Inter-system communication plays a central role in the vision of Future Internet. It is particularly relevant to Internet of Things that is characterized by enormous scale, heterogeneity of participating communication entities, dynamic changes in the amount of available resources, and inherent lack of guaranteed reliability. Even today, system interconnection in the world of business-to-business and business-to-customer communication is becoming increasingly complex, extensive, and heterogeneous. This results in building larger and larger integrated systems using a composition of interconnected distributed components, sub-systems, and services. We strongly believe that the Internet of Systems that focuses on inter-connection architectures and technology will become an integral part of Internet of Things. As the limitations of the traditional approach that relies on tightly-coupled communication between the components are getting widely recognized, distributed event-based architectures are becoming the prevailing paradigm for inter-system communication due to enhanced decoupling and reduced dependencies between the components. In particular, such architectures allow improved scalability and manageability as well as fine-grained configuration and adaptation of individual components.

These architectures pose a significant potential for inter-connecting objects in a wide spectrum of communication environments in a society, such as digital homes, offices, hospitals, and factories. Examples of systems with a positive impact on society that can be built using event-based data-dissemination schemes are manifold. They range from telemedicine and health-care services for elderly people and persons with special needs to environment monitoring, business asset management, large-scale power management, and integrated services in telecommunication systems.
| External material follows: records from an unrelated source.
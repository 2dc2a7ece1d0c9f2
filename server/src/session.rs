//! Session bootstrap, the fixed-rate tick loop, and teardown.
//!
//! Task layout for one session:
//! - one ingest task per controller, writing only that controller's cell
//! - one observer acceptor, inserting into the shared observer registry
//! - the tick loop (the caller's task), the only reader of the cells and the
//!   only writer of simulation state; it also performs the broadcast
//!
//! The session ends the first time a send to a controller fails, or when a
//! shutdown is requested through the watch channel handed to `serve_on`.
//! Whatever the cause, teardown closes every connection and the listening
//! socket.

use crate::acceptor::run_acceptor;
use crate::broadcast::{fan_out, send_line};
use crate::config::SessionConfig;
use crate::error::SessionError;
use crate::ingest::run_ingest;
use crate::leaderboard::ResultRecorder;
use crate::registry::{ControllerSlot, ObserverRegistry, SharedObservers};
use crate::simulation::{Side, Simulation, TickInput, TickOutcome};
use log::{debug, error, info, warn};
use shared::{frame_line, Handshake, LineCipher, Role};
use std::sync::Arc;
use std::time::Duration;
use tokio::io::{AsyncWrite, AsyncWriteExt};
use tokio::net::tcp::{OwnedReadHalf, OwnedWriteHalf};
use tokio::net::TcpListener;
use tokio::sync::watch;
use tokio::task::JoinHandle;
use tokio::time::{interval, MissedTickBehavior};

/// Summary returned once a session has been torn down
#[derive(Debug)]
pub struct SessionReport {
    pub ticks: u64,
    pub rounds_completed: u32,
    pub ended_by: SessionError,
}

pub struct Session<W> {
    controllers: [ControllerSlot<W>; 2],
    observers: SharedObservers<W>,
    simulation: Simulation,
    recorder: Arc<dyn ResultRecorder>,
    cipher: Arc<dyn LineCipher>,
    pending_records: Vec<JoinHandle<()>>,
    rounds_completed: u32,
}

impl<W> Session<W>
where
    W: AsyncWrite + Unpin,
{
    /// `controllers` must be ordered left, right.
    pub fn new(
        controllers: [ControllerSlot<W>; 2],
        observers: SharedObservers<W>,
        recorder: Arc<dyn ResultRecorder>,
        cipher: Arc<dyn LineCipher>,
    ) -> Self {
        Self {
            controllers,
            observers,
            simulation: Simulation::new(),
            recorder,
            cipher,
            pending_records: Vec::new(),
            rounds_completed: 0,
        }
    }

    pub fn simulation(&self) -> &Simulation {
        &self.simulation
    }

    /// Runs one tick: read intents, step, record a win, broadcast.
    pub async fn tick(&mut self) -> Result<TickOutcome, SessionError> {
        let [left, right] = &self.controllers;
        let input = TickInput {
            left: left.control.intent(),
            right: right.control.intent(),
            left_ready: left.control.is_ready(),
            right_ready: right.control.is_ready(),
        };

        let outcome = self.simulation.step(input);

        if outcome.rematch {
            for controller in &self.controllers {
                controller.control.clear_ready();
            }
            info!("Both controllers ready, starting a new round");
        }

        if let Some(side) = outcome.winner {
            self.rounds_completed += 1;
            self.record_win(side);
        }

        let line = frame_line(self.cipher.as_ref(), &self.simulation.snapshot().to_string());
        fan_out(line.as_bytes(), &mut self.controllers, &self.observers).await?;

        Ok(outcome)
    }

    /// Hands the winner's identity to the recorder off the tick path.
    fn record_win(&mut self, side: Side) {
        let slot = match side {
            Side::Left => &self.controllers[0],
            Side::Right => &self.controllers[1],
        };
        info!("{} controller ({}) wins the round", slot.role, slot.identity);

        let recorder = Arc::clone(&self.recorder);
        let identity = slot.identity.clone();
        self.pending_records
            .push(tokio::task::spawn_blocking(move || recorder.record_win(&identity)));
        self.pending_records.retain(|handle| !handle.is_finished());
    }

    /// Waits for every handed-off result to reach the recorder.
    pub async fn flush_records(&mut self) {
        for handle in self.pending_records.drain(..) {
            if let Err(e) = handle.await {
                warn!("Result recording task failed: {}", e);
            }
        }
    }

    /// Ticks at `tick_duration` until a controller send fails or shutdown
    /// is requested.
    pub async fn run(
        &mut self,
        tick_duration: Duration,
        shutdown: &mut watch::Receiver<bool>,
    ) -> SessionError {
        let mut ticker = interval(tick_duration);
        ticker.set_missed_tick_behavior(MissedTickBehavior::Skip);

        loop {
            tokio::select! {
                _ = ticker.tick() => {}
                _ = shutdown_requested(shutdown) => return SessionError::Shutdown,
            }

            if let Err(e) = self.tick().await {
                return e;
            }

            if self.simulation.tick % 60 == 0 {
                let observer_count = self.observers.lock().await.len();
                debug!(
                    "Tick {}: {:?}, {} observers",
                    self.simulation.tick, self.simulation.phase, observer_count
                );
            }
        }
    }

    /// Closes every connection and waits for outstanding result records.
    pub async fn close(mut self, ended_by: SessionError) -> SessionReport {
        self.flush_records().await;

        let observers = self.observers.lock().await.drain();
        for mut observer in observers {
            let _ = observer.sink.shutdown().await;
        }
        for controller in self.controllers.iter_mut() {
            let _ = controller.sink.shutdown().await;
        }

        SessionReport {
            ticks: self.simulation.tick,
            rounds_completed: self.rounds_completed,
            ended_by,
        }
    }
}

/// Resolves once `shutdown` holds `true`. Pends forever if the sender is
/// dropped without ever requesting shutdown.
pub async fn shutdown_requested(shutdown: &mut watch::Receiver<bool>) {
    loop {
        if *shutdown.borrow_and_update() {
            return;
        }
        if shutdown.changed().await.is_err() {
            std::future::pending::<()>().await;
        }
    }
}

/// Binds the shared listening endpoint. Failure here is fatal before any
/// session exists.
pub async fn bind(addr: &str) -> Result<TcpListener, SessionError> {
    let listener = TcpListener::bind(addr)
        .await
        .map_err(|source| SessionError::Bind {
            addr: addr.to_string(),
            source,
        })?;
    info!("Listening on {}", addr);
    Ok(listener)
}

/// Accepts the left then the right controller and sends each its handshake.
pub async fn accept_controllers(
    listener: &TcpListener,
    config: &SessionConfig,
    cipher: &dyn LineCipher,
) -> Result<[(ControllerSlot<OwnedWriteHalf>, OwnedReadHalf); 2], SessionError> {
    let left = accept_controller(listener, Role::Left, &config.left_identity, cipher).await?;
    let right = accept_controller(listener, Role::Right, &config.right_identity, cipher).await?;
    Ok([left, right])
}

async fn accept_controller(
    listener: &TcpListener,
    role: Role,
    identity: &str,
    cipher: &dyn LineCipher,
) -> Result<(ControllerSlot<OwnedWriteHalf>, OwnedReadHalf), SessionError> {
    let (stream, addr) = listener
        .accept()
        .await
        .map_err(|source| SessionError::Bootstrap { role, source })?;

    let (reader, mut writer) = stream.into_split();
    greet_controller(&mut writer, role, cipher).await?;

    info!("{} controller connected from {} as {}", role, addr, identity);
    Ok((ControllerSlot::new(role, identity, writer), reader))
}

/// Sends the role handshake. Any failure here is fatal to bootstrap.
async fn greet_controller<W>(
    sink: &mut W,
    role: Role,
    cipher: &dyn LineCipher,
) -> Result<(), SessionError>
where
    W: AsyncWrite + Unpin,
{
    let handshake = frame_line(cipher, &Handshake::new(role).to_string());
    send_line(sink, handshake.as_bytes())
        .await
        .map_err(|source| SessionError::Bootstrap { role, source })
}

/// Runs one full session on an already bound listener.
///
/// Returns `Err` only if bootstrap fails or shutdown is requested before
/// both controllers joined; a session that ran and ended returns its report.
pub async fn serve_on(
    listener: TcpListener,
    config: SessionConfig,
    recorder: Arc<dyn ResultRecorder>,
    cipher: Arc<dyn LineCipher>,
    mut shutdown: watch::Receiver<bool>,
) -> Result<SessionReport, SessionError> {
    let [(left, left_reader), (right, right_reader)] = tokio::select! {
        accepted = accept_controllers(&listener, &config, cipher.as_ref()) => accepted?,
        _ = shutdown_requested(&mut shutdown) => {
            info!("Shutdown requested while waiting for controllers");
            return Err(SessionError::Shutdown);
        }
    };

    let readers = [(&left, left_reader), (&right, right_reader)].map(|(slot, reader)| {
        let control = Arc::clone(&slot.control);
        let role = slot.role;
        let cipher = Arc::clone(&cipher);
        tokio::spawn(async move {
            run_ingest(reader, role, control, cipher).await;
        })
    });

    let observers = ObserverRegistry::shared();
    let acceptor = tokio::spawn(run_acceptor(
        listener,
        Arc::clone(&observers),
        Arc::clone(&cipher),
    ));

    let mut session = Session::new([left, right], observers, recorder, cipher);
    info!("Session started");
    let ended_by = session.run(config.tick_duration, &mut shutdown).await;
    if matches!(ended_by, SessionError::Shutdown) {
        info!("Session ending: {}", ended_by);
    } else {
        error!("Session ending: {}", ended_by);
    }

    acceptor.abort();
    for reader in readers {
        reader.abort();
    }
    let report = session.close(ended_by).await;
    info!(
        "Session closed after {} ticks and {} completed rounds",
        report.ticks, report.rounds_completed
    );

    Ok(report)
}

/// Binds `config.bind_addr` and runs one session on it.
pub async fn serve(
    config: SessionConfig,
    recorder: Arc<dyn ResultRecorder>,
    cipher: Arc<dyn LineCipher>,
    shutdown: watch::Receiver<bool>,
) -> Result<SessionReport, SessionError> {
    let listener = bind(&config.bind_addr).await?;
    serve_on(listener, config, recorder, cipher, shutdown).await
}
At this time, however, both commercial middleware software and even state-of-the-art research middleware for data dissemination lack the technological foundations to cope with the enormous volume of data, constantly changing underlying network connectivity, and dynamic system organization that are inherent to modern inter-system communication. Typically, numerous information transmitters produce intense continuous data flows as well as massive unpredictable bursts of data of varying criticality at geographically dispersed locations. This data needs to be rapidly and reliably disseminated to a large number of potentially mobile and heterogeneous clients, in a way that intelligently adapts to both the underlying contextual conditions and user-specified requirements. In order to build a system that is capable of handling such a demanding situation, there is a clear need to develop fundamentally new middleware technologies for adaptive, scalable, and dependable handling of intense dynamic information flows.